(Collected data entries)

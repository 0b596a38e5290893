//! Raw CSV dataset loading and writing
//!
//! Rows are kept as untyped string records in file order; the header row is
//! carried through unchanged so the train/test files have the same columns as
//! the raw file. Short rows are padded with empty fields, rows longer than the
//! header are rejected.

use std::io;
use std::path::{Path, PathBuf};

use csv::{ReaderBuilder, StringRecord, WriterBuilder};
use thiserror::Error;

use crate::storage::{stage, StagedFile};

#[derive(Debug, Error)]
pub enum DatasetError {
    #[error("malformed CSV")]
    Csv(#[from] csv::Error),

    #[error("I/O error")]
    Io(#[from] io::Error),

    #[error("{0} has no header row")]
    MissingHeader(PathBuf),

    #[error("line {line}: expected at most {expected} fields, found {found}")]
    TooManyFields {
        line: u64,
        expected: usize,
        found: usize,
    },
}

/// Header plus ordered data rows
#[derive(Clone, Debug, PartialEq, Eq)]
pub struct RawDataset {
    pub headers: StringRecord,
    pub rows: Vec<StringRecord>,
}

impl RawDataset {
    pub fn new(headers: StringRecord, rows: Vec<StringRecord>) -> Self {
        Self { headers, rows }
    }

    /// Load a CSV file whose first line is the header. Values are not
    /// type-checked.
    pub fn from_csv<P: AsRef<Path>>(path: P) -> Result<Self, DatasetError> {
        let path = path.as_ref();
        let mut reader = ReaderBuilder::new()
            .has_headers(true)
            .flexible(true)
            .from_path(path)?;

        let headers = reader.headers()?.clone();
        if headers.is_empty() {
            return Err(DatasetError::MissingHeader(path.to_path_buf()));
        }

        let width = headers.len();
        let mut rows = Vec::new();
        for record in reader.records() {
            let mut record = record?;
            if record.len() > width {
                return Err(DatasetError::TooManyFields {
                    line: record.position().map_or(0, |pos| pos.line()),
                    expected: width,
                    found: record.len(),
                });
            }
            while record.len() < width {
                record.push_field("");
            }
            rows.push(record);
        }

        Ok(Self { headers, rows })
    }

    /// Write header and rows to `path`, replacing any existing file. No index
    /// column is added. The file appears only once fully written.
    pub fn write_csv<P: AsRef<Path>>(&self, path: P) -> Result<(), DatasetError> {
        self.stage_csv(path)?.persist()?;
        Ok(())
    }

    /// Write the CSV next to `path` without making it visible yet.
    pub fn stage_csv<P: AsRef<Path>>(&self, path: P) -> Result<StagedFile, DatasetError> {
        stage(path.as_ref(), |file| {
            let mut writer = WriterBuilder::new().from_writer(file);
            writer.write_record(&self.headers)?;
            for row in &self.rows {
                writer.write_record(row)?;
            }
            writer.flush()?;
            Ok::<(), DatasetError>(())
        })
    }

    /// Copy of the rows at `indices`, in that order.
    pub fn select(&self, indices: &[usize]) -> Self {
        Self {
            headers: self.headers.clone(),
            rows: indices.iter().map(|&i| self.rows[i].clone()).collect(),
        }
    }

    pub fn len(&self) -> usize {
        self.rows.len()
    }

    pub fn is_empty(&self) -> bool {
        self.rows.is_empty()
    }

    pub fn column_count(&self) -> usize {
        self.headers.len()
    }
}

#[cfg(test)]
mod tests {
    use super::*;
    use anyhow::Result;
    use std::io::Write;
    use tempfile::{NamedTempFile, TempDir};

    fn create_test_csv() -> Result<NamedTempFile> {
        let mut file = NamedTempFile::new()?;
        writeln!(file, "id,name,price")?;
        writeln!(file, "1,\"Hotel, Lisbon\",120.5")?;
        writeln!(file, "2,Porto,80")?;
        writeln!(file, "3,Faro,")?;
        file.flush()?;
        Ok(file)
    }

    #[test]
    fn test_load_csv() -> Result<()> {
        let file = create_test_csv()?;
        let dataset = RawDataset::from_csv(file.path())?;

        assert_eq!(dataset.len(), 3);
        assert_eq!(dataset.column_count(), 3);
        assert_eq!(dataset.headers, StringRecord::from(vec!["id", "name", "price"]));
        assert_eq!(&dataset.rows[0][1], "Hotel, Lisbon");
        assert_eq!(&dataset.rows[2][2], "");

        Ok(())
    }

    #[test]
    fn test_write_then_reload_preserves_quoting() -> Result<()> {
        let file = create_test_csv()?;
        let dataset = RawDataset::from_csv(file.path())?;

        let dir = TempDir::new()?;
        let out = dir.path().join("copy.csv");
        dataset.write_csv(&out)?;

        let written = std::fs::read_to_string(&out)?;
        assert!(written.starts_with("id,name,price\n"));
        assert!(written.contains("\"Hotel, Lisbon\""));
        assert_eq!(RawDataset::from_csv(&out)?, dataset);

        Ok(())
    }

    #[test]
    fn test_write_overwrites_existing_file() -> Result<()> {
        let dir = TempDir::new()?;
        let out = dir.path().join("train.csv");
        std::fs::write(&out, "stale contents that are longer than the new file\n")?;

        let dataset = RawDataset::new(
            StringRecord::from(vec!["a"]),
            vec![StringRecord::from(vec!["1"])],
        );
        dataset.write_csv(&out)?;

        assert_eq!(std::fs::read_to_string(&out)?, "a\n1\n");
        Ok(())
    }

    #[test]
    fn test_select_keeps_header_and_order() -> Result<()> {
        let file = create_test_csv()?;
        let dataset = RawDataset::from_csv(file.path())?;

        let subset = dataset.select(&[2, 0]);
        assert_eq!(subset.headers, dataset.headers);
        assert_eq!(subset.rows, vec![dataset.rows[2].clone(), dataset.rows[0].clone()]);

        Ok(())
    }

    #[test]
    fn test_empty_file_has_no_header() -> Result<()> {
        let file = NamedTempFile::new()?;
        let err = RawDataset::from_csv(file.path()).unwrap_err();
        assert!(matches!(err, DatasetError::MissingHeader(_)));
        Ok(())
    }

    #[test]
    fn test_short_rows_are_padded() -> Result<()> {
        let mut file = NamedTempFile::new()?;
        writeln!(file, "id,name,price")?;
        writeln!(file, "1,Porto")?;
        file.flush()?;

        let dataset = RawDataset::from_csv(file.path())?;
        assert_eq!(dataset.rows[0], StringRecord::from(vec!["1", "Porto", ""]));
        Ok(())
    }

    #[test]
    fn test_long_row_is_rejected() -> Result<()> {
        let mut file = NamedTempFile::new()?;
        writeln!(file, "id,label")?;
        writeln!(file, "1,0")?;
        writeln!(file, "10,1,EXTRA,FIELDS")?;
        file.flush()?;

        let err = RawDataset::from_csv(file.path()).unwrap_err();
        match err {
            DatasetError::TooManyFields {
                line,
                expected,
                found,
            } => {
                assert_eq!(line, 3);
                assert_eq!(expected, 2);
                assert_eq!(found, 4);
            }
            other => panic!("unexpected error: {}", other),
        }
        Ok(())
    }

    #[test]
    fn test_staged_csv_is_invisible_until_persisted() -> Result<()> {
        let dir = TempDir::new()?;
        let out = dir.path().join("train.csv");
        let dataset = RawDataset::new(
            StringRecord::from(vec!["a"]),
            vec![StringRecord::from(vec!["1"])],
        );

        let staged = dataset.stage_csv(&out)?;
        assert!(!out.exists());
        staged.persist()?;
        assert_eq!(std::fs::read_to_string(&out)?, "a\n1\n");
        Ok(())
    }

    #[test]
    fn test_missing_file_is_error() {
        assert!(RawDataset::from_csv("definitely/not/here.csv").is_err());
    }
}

What to work on | Each line above must be returned exactly as written.

Task solution |
repository 0b596a38e5290893
//! Raw CSV dataset loading and writing
//!
//! Rows are kept as untyped string records in file order; the header row is
//! carried through unchanged so the train/test files have the same columns as
//! the raw file. Short rows are padded with empty fields, rows longer than the
//! header are rejected.

use std::io;
use std::path::{Path, PathBuf};

use csv::{ReaderBuilder, StringRecord, WriterBuilder};
use thiserror::Error;

use crate::storage::{stage, StagedFile};

#[derive(Debug, Error)]
pub enum DatasetError {
    #[error("malformed CSV")]
    Csv(#[from] csv::Error),

    #[error("I/O error")]
    Io(#[from] io::Error),

    #[error("{0} has no header row")]
    MissingHeader(PathBuf),

    #[error("line {line}: expected at most {expected} fields, found {found}")]
    TooManyFields {
        line: u64,
        expected: usize,
        found: usize,
    },
}

/// Header plus ordered data rows
#[derive(Clone, Debug, PartialEq, Eq)]
pub struct RawDataset {
    pub headers: StringRecord,
    pub rows: Vec<StringRecord>,
}

impl RawDataset {
    pub fn new(headers: StringRecord, rows: Vec<StringRecord>) -> Self {
        Self { headers, rows }
    }

    /// Load a CSV file whose first line is the header. Values are not
    /// type-checked.
    pub fn from_csv<P: AsRef<Path>>(path: P) -> Result<Self, DatasetError> {
        let path = path.as_ref();
        let mut reader = ReaderBuilder::new()
            .has_headers(true)
            .flexible(true)
            .from_path(path)?;

        let headers = reader.headers()?.clone();
        if headers.is_empty() {
            return Err(DatasetError::MissingHeader(path.to_path_buf()));
        }

        let width = headers.len();
        let mut rows = Vec::new();
        for record in reader.records() {
            let mut record = record?;
            if record.len() > width {
                return Err(DatasetError::TooManyFields {
                    line: record.position().map_or(0, |pos| pos.line()),
                    expected: width,
                    found: record.len(),
                });
            }
            while record.len() < width {
                record.push_field("");
            }
            rows.push(record);
        }

        Ok(Self { headers, rows })
    }

    /// Write header and rows to `path`, replacing any existing file. No index
    /// column is added. The file appears only once fully written.
    pub fn write_csv<P: AsRef<Path>>(&self, path: P) -> Result<(), DatasetError> {
        self.stage_csv(path)?.persist()?;
        Ok(())
    }

    /// Write the CSV next to `path` without making it visible yet.
    pub fn stage_csv<P: AsRef<Path>>(&self, path: P) -> Result<StagedFile, DatasetError> {
        stage(path.as_ref(), |file| {
            let mut writer = WriterBuilder::new().from_writer(file);
            writer.write_record(&self.headers)?;
            for row in &self.rows {
                writer.write_record(row)?;
            }
            writer.flush()?;
            Ok::<(), DatasetError>(())
        })
    }

    /// Copy of the rows at `indices`, in that order.
    pub fn select(&self, indices: &[usize]) -> Self {
        Self {
            headers: self.headers.clone(),
            rows: indices.iter().map(|&i| self.rows[i].clone()).collect(),
        }
    }

    pub fn len(&self) -> usize {
        self.rows.len()
    }

    pub fn is_empty(&self) -> bool {
        self.rows.is_empty()
    }

    pub fn column_count(&self) -> usize {
        self.headers.len()
    }
}

#[cfg(test)]
mod tests {
    use super::*;
    use anyhow::Result;
    use std::io::Write;
    use tempfile::{NamedTempFile, TempDir};

    fn create_test_csv() -> Result<NamedTempFile> {
        let mut file = NamedTempFile::new()?;
        writeln!(file, "id,name,price")?;
        writeln!(file, "1,\"Hotel, Lisbon\",120.5")?;
        writeln!(file, "2,Porto,80")?;
        writeln!(file, "3,Faro,")?;
        file.flush()?;
        Ok(file)
    }

    #[test]
    fn test_load_csv() -> Result<()> {
        let file = create_test_csv()?;
        let dataset = RawDataset::from_csv(file.path())?;

        assert_eq!(dataset.len(), 3);
        assert_eq!(dataset.column_count(), 3);
        assert_eq!(dataset.headers, StringRecord::from(vec!["id", "name", "price"]));
        assert_eq!(&dataset.rows[0][1], "Hotel, Lisbon");
        assert_eq!(&dataset.rows[2][2], "");

        Ok(())
    }

    #[test]
    fn test_write_then_reload_preserves_quoting() -> Result<()> {
        let file = create_test_csv()?;
        let dataset = RawDataset::from_csv(file.path())?;

        let dir = TempDir::new()?;
        let out = dir.path().join("copy.csv");
        dataset.write_csv(&out)?;

        let written = std::fs::read_to_string(&out)?;
        assert!(written.starts_with("id,name,price\n"));
        assert!(written.contains("\"Hotel, Lisbon\""));
        assert_eq!(RawDataset::from_csv(&out)?, dataset);

        Ok(())
    }

    #[test]
    fn test_write_overwrites_existing_file() -> Result<()> {
        let dir = TempDir::new()?;
        let out = dir.path().join("train.csv");
        std::fs::write(&out, "stale contents that are longer than the new file\n")?;

        let dataset = RawDataset::new(
            StringRecord::from(vec!["a"]),
            vec![StringRecord::from(vec!["1"])],
        );
        dataset.write_csv(&out)?;

        assert_eq!(std::fs::read_to_string(&out)?, "a\n1\n");
        Ok(())
    }

    #[test]
    fn test_select_keeps_header_and_order() -> Result<()> {
        let file = create_test_csv()?;
        let dataset = RawDataset::from_csv(file.path())?;

        let subset = dataset.select(&[2, 0]);
        assert_eq!(subset.headers, dataset.headers);
        assert_eq!(subset.rows, vec![dataset.rows[2].clone(), dataset.rows[0].clone()]);

        Ok(())
    }

    #[test]
    fn test_empty_file_has_no_header() -> Result<()> {
        let file = NamedTempFile::new()?;
        let err = RawDataset::from_csv(file.path()).unwrap_err();
        assert!(matches!(err, DatasetError::MissingHeader(_)));
        Ok(())
    }

    #[test]
    fn test_short_rows_are_padded() -> Result<()> {
        let mut file = NamedTempFile::new()?;
        writeln!(file, "id,name,price")?;
        writeln!(file, "1,Porto")?;
        file.flush()?;

        let dataset = RawDataset::from_csv(file.path())?;
        assert_eq!(dataset.rows[0], StringRecord::from(vec!["1", "Porto", ""]));
        Ok(())
    }

    #[test]
    fn test_long_row_is_rejected() -> Result<()> {
        let mut file = NamedTempFile::new()?;
        writeln!(file, "id,label")?;
        writeln!(file, "1,0")?;
        writeln!(file, "10,1,EXTRA,FIELDS")?;
        file.flush()?;

        let err = RawDataset::from_csv(file.path()).unwrap_err();
        match err {
            DatasetError::TooManyFields {
                line,
                expected,
                found,
            } => {
                assert_eq!(line, 3);
                assert_eq!(expected, 2);
                assert_eq!(found, 4);
            }
            other => panic!("unexpected error: {}", other),
        }
        Ok(())
    }

    #[test]
    fn test_staged_csv_is_invisible_until_persisted() -> Result<()> {
        let dir = TempDir::new()?;
        let out = dir.path().join("train.csv");
        let dataset = RawDataset::new(
            StringRecord::from(vec!["a"]),
            vec![StringRecord::from(vec!["1"])],
        );

        let staged = dataset.stage_csv(&out)?;
        assert!(!out.exists());
        staged.persist()?;
        assert_eq!(std::fs::read_to_string(&out)?, "a\n1\n");
        Ok(())
    }

    #[test]
    fn test_missing_file_is_error() {
        assert!(RawDataset::from_csv("definitely/not/here.csv").is_err());
    }
}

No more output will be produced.